Professor at Harvard University from 1956-to 1996, where he also directed for years the Museum of Comparative Zoology, Wilson’s work is immense, with more than 30 books and 430 papers enormously influential in the development of ecology as a science.

His theory of island biogeography stands out, according to which the biodiversity of the islands is due to balances between colonization and extinction processes, which has been the conceptual basis for, for example, the design of conservation areas and the analysis of the effects of devastating effects of forest loss. In 1975 with his book Sociobiology: ‘ The New Synthesis ‘ he created the new discipline of sociobiology, to understand the origin and evolution of animal societies, including the human, not exempt from debate and criticism. In recent years his contributions to the thought on the conservation of nature place him among the great humanists and thinkers of the s. XX: the ideas of ‘ Biophilia ‘, the deep reflection, in his book ‘ On Human Nature‘ (Pulitzer Prize for Non-fiction, 1978), on the role of biology in the origin and evolution of human culture, or his visionary ‘Half-Earth’ proposal for the conservation of half the planet, or his reflections on human nature and our place on Earth constitute an enormous intellectual legacy for future generations. That ultimate responsibility that we humans have towards our planet stems from the close, though not widely appreciated, the link between the natural sciences and the social sciences. The problem was addressed by Wilson in one of his last books, ‘ Consilience: The Unity of Knowledge ‘.‘ (1998) defending the powerful tool of scientific humanism, a worldview compatible with growing scientific knowledge of the real world and of nature, and based on reason, secular ethics, and philosophical naturalism.

Wilson was a naturalist. He always defended the importance of taxonomic knowledge of species (the idea of ​​cataloging the planet’s Biodiversity) and how we are losing the experts capable of such cataloging due to the lack of adequate funding for the maintenance of museums and herbariums. Such knowledge is essential to know the scope and extension of the accelerated extinction of species that we are witnessing. Wilson’s naturalistic foundation inspired all of his work and transcended beyond his disciplines of zoology and ecology. The foundation of this naturalistic base was his passionate interest in ants and, in general, in insects, as shown in his fabulous autobiography ‘ Naturalist ‘ (1994) and which he would later develop in his monumental work ‘ The Ants ‘ (1990). ).

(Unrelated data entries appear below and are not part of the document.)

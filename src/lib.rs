//! TaskFlow: draft-task ingestion and approval backend.
//!
//! This crate provides the core of a personal task-management backend:
//! scanning connected channels for new messages, classifying them into
//! task proposals, holding the proposals as pending drafts, and turning
//! an approved draft into exactly one canonical task.
//!
//! # Architecture
//!
//! TaskFlow follows hexagonal architecture principles:
//!
//! - **Domain**: Pure business logic with no infrastructure dependencies
//! - **Ports**: Abstract trait interfaces for external interactions
//! - **Adapters**: Concrete implementations of ports (database, APIs, etc.)
//!
//! # Modules
//!
//! - [`draft`]: Draft review workflow (edit, approve, reject, bulk)
//! - [`task`]: Canonical task model and stores
//! - [`ingest`]: Scanners, classifier contract, and scan scheduling
//! - [`auth`]: Signed bearer-token codec
//! - [`api`]: HTTP surface
//! - [`config`]: Explicit runtime configuration

pub mod api;
pub mod auth;
pub mod config;
pub mod draft;
pub mod ingest;
pub mod task;
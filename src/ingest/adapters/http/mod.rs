//! HTTP ingestion adapters.

mod classifier;

pub use classifier::{ClassifierConfig, HttpTaskClassifier};
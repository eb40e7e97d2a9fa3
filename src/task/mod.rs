//! Canonical task storage for TaskFlow.
//!
//! This module models the user-owned task records that draft approval
//! feeds into: the task aggregate with its categorisation dimensions, the
//! store port, an in-memory adapter, and the HTTP client for the remote
//! store's action-parameter API. The module follows hexagonal
//! architecture:
//!
//! - Domain types in [`domain`]
//! - Port contracts in [`ports`]
//! - Adapter implementations in [`adapters`]

pub mod adapters;
pub mod domain;
pub mod ports;

#[cfg(test)]
mod tests;
//! Remote HTTP adapter for the canonical task store.

mod client;

pub use client::{RemoteStoreConfig, RemoteTaskStore};
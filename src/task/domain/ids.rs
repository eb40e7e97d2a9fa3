//! Identifier types for the task domain.

use super::TaskDomainError;
use serde::{Deserialize, Serialize};
use std::fmt;

/// Unique identifier for a canonical task record.
///
/// Identifiers are positive integers assigned by the task store on
/// creation; the domain never mints them.
#[derive(Debug, Clone, Copy, PartialEq, Eq, Hash, PartialOrd, Ord, Serialize, Deserialize)]
#[serde(transparent)]
pub struct TaskId(i64);

impl TaskId {
    /// Creates a validated task identifier.
    ///
    /// # Errors
    ///
    /// Returns [`TaskDomainError::InvalidTaskId`] when the value is zero or
    /// negative.
    pub const fn new(value: i64) -> Result<Self, TaskDomainError> {
        if value <= 0 {
            return Err(TaskDomainError::InvalidTaskId(value));
        }
        Ok(Self(value))
    }

    /// Returns the underlying numeric value.
    #[must_use]
    pub const fn value(self) -> i64 {
        self.0
    }
}

impl fmt::Display for TaskId {
    fn fmt(&self, f: &mut fmt::Formatter<'_>) -> fmt::Result {
        write!(f, "{}", self.0)
    }
}
//! Application services for draft review orchestration.

mod review;

pub use review::{
    ApprovedDraft, BulkEntry, BulkReport, DraftReviewError, DraftReviewResult, DraftReviewService,
};
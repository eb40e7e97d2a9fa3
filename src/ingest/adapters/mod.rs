//! Adapters for message ingestion.
//!
//! # Available Adapters
//!
//! - [`memory`]: queue-backed source, scripted classifier, and in-memory
//!   integration state for unit testing and local runs
//! - [`http`]: classifier adapter calling an LLM endpoint over HTTP

pub mod http;
pub mod memory;
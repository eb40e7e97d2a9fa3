//! Port contracts for message ingestion.
//!
//! Ports define infrastructure-agnostic interfaces used by the scanner
//! and scheduler services.

pub mod classifier;
pub mod source;
pub mod state;

pub use classifier::{ClassifierError, ClassifierResult, TaskClassifier};
pub use source::{MessageSource, SourceError, SourceResult};
pub use state::{IntegrationStateError, IntegrationStateRepository, IntegrationStateResult};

Among more than 150 distinctions received, one of the most significant was the BBVA Foundation Frontiers of Knowledge Award (2010). I remember that the day after the ceremony I had arranged to meet him to accompany him to the Royal Botanic Garden and visit the library and herbarium, something that we had already discussed on a couple of previous visits that I had made to his laboratory at Harvard. Like a small child, he enjoyed seeing the originals of Mutis’ plates and, above all, the original writings of descriptions of ant species that he had later studied in Colombia and Peru and that he would later highlight in his book ‘ Kingdom of Ants: José Celestino Mutis and the Dawn of Natural History in the New World‘ (2010). As we walked through the garden he would stop at each flowering plant and identify the insects that visited the flowers; his naturalistic knowledge of him was portentous. His immense intellectual legacy, his ability to build bridges between areas of knowledge, from biology to the social sciences and the humanities, and his empathy with the defense of life in all its forms will remain with us forever.